A two-hour documentary, Game of Thrones: The Last Watch, which documents the making of the eighth season, aired on May 26, the week after the series finale.

===Music===

Ramin Djawadi returned as the series' composer for the eighth season. The soundtrack album for the season was released digitally on May 19, 2019, and was released on CD on July 19, 2019.

==Release==
===Broadcast===
The season premiered on April 14, 2019, in the United States on HBO.

===Marketing===
On December 6, 2018, HBO released the first official teaser trailer for the eighth season. A second teaser trailer was released on January 13, 2019, which announced the premiere date as April 14, 2019. The trailer was directed by David Nutter. HBO released a promotional advertisement with Bud Light on February 3, 2019, during Super Bowl LIII. Later, first-look photos of several main characters were released on February 6, 2019. On February 28, 2019, posters of many of the main characters sitting upon the Iron Throne were released. The official full trailer was released on March 5, 2019.

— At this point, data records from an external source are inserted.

//! Circuit breaker shared by the HTTP providers.
//!
//! A provider block (HTTP 403) opens the breaker at once. A breaker built
//! with a threshold also opens after that many consecutive failures. One
//! breaker serves every fund in a run, so the provider default opens on
//! blocks only. While open, requests are refused until the cooldown has
//! passed. Backfill checks it between dates so a blocked source ends the
//! ticker early.

use std::sync::{Mutex, MutexGuard};
use std::time::{Duration, Instant};

#[derive(Debug, Clone, Copy, PartialEq, Eq)]
enum State {
    Closed { failures: u32 },
    Open { until: Instant },
}

#[derive(Debug)]
pub struct CircuitBreaker {
    state: Mutex<State>,
    cooldown: Duration,
    /// `None` opens only on [`CircuitBreaker::trip`].
    threshold: Option<u32>,
}

impl CircuitBreaker {
    /// Opens after 3 consecutive failures.
    pub fn new(cooldown: Duration) -> Self {
        Self::with_threshold(cooldown, 3)
    }

    pub fn with_threshold(cooldown: Duration, threshold: u32) -> Self {
        Self::build(cooldown, Some(threshold.max(1)))
    }

    /// Opens only when the provider blocks us; failures are counted but never trip it.
    pub fn blocks_only(cooldown: Duration) -> Self {
        Self::build(cooldown, None)
    }

    fn build(cooldown: Duration, threshold: Option<u32>) -> Self {
        Self {
            state: Mutex::new(State::Closed { failures: 0 }),
            cooldown,
            threshold,
        }
    }

    /// Blocks only, thirty-minute cooldown.
    pub fn default_provider() -> Self {
        Self::blocks_only(Duration::from_secs(30 * 60))
    }

    fn state(&self) -> MutexGuard<'_, State> {
        self.state.lock().unwrap_or_else(|p| p.into_inner())
    }

    fn open(&self, state: &mut State) {
        *state = State::Open {
            until: Instant::now() + self.cooldown,
        };
    }

    pub fn is_allowed(&self) -> bool {
        let mut state = self.state();
        match *state {
            State::Closed { .. } => true,
            State::Open { until } if Instant::now() >= until => {
                *state = State::Closed { failures: 0 };
                tracing::info!("circuit breaker cooldown over, accepting requests");
                true
            }
            State::Open { .. } => false,
        }
    }

    pub fn record_success(&self) {
        let mut state = self.state();
        if let State::Closed { failures } = &mut *state {
            *failures = 0;
        }
    }

    pub fn record_failure(&self) {
        let mut state = self.state();
        let State::Closed { failures } = *state else {
            return;
        };
        let failures = failures.saturating_add(1);
        if self.threshold.is_some_and(|limit| failures >= limit) {
            self.open(&mut state);
            tracing::warn!(failures, cooldown_secs = self.cooldown.as_secs(), "circuit breaker opened");
        } else {
            *state = State::Closed { failures };
        }
    }

    /// Open immediately, regardless of the failure count.
    pub fn trip(&self) {
        let mut state = self.state();
        self.open(&mut state);
        tracing::warn!(cooldown_secs = self.cooldown.as_secs(), "provider blocked requests, circuit breaker opened");
    }

    pub fn remaining_cooldown(&self) -> Duration {
        match *self.state() {
            State::Closed { .. } => Duration::ZERO,
            State::Open { until } => until.saturating_duration_since(Instant::now()),
        }
    }
}

#[cfg(test)]
mod tests {
    use super::*;

    const MINUTE: Duration = Duration::from_secs(60);

    #[test]
    fn fresh_breaker_allows_requests() {
        let breaker = CircuitBreaker::new(MINUTE);
        assert!(breaker.is_allowed());
        assert_eq!(breaker.remaining_cooldown(), Duration::ZERO);
    }

    #[test]
    fn opens_on_the_threshold_failure() {
        let breaker = CircuitBreaker::with_threshold(MINUTE, 2);
        breaker.record_failure();
        assert!(breaker.is_allowed());
        breaker.record_failure();
        assert!(!breaker.is_allowed());
        assert!(breaker.remaining_cooldown() > Duration::from_secs(50));
    }

    #[test]
    fn interleaved_success_keeps_it_closed() {
        let breaker = CircuitBreaker::new(MINUTE);
        for _ in 0..5 {
            breaker.record_failure();
            breaker.record_failure();
            breaker.record_success();
        }
        assert!(breaker.is_allowed());
    }

    #[test]
    fn trip_ignores_threshold() {
        let breaker = CircuitBreaker::with_threshold(MINUTE, 100);
        breaker.trip();
        assert!(!breaker.is_allowed());
        // Failures while open do not extend or reset anything.
        breaker.record_failure();
        breaker.record_success();
        assert!(!breaker.is_allowed());
    }

    #[test]
    fn provider_default_survives_transient_failures() {
        let breaker = CircuitBreaker::default_provider();
        for _ in 0..50 {
            breaker.record_failure();
        }
        assert!(breaker.is_allowed());
        breaker.trip();
        assert!(!breaker.is_allowed());
        assert!(breaker.remaining_cooldown() > Duration::from_secs(29 * 60));
    }

    #[test]
    fn cooldown_expiry_resets_failures() {
        let breaker = CircuitBreaker::with_threshold(Duration::from_millis(10), 2);
        breaker.record_failure();
        breaker.record_failure();
        assert!(!breaker.is_allowed());
        std::thread::sleep(Duration::from_millis(20));
        assert!(breaker.is_allowed());
        breaker.record_failure();
        assert!(breaker.is_allowed());
    }
}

===Illegal distribution===
The season premiere was reportedly pirated by nearly 55 million people within the first 24 hours of release. Of these numbers, 9.5 million downloads came from India, 5.2 million came from China, and 4 million came from the U.S. On April 21, 2019, it was reported that the second episode of the season was illegally leaked online hours before it aired due to being streamed early on Amazon Prime Germany. On May 5, 2019, it was reported that the fourth episode of the season was leaked online, with footage from the episode circulating on social media.

===Home media===
The season was released on Ultra HD Blu-ray, Blu-ray, and DVD on December 3, 2019.

==Reception==
===Critical response===

The season received mixed reviews from critics. On Rotten Tomatoes, it holds an approval rating of 55% based on 699 reviews with an average rating of 6.45/10, the lowest rating for a season of Game of Thrones. The website's critical consensus reads: "Game of Thrones final season shortchanges the women of Westeros, sacrificing satisfying character arcs for spectacular set-pieces in its mad dash to the finish line".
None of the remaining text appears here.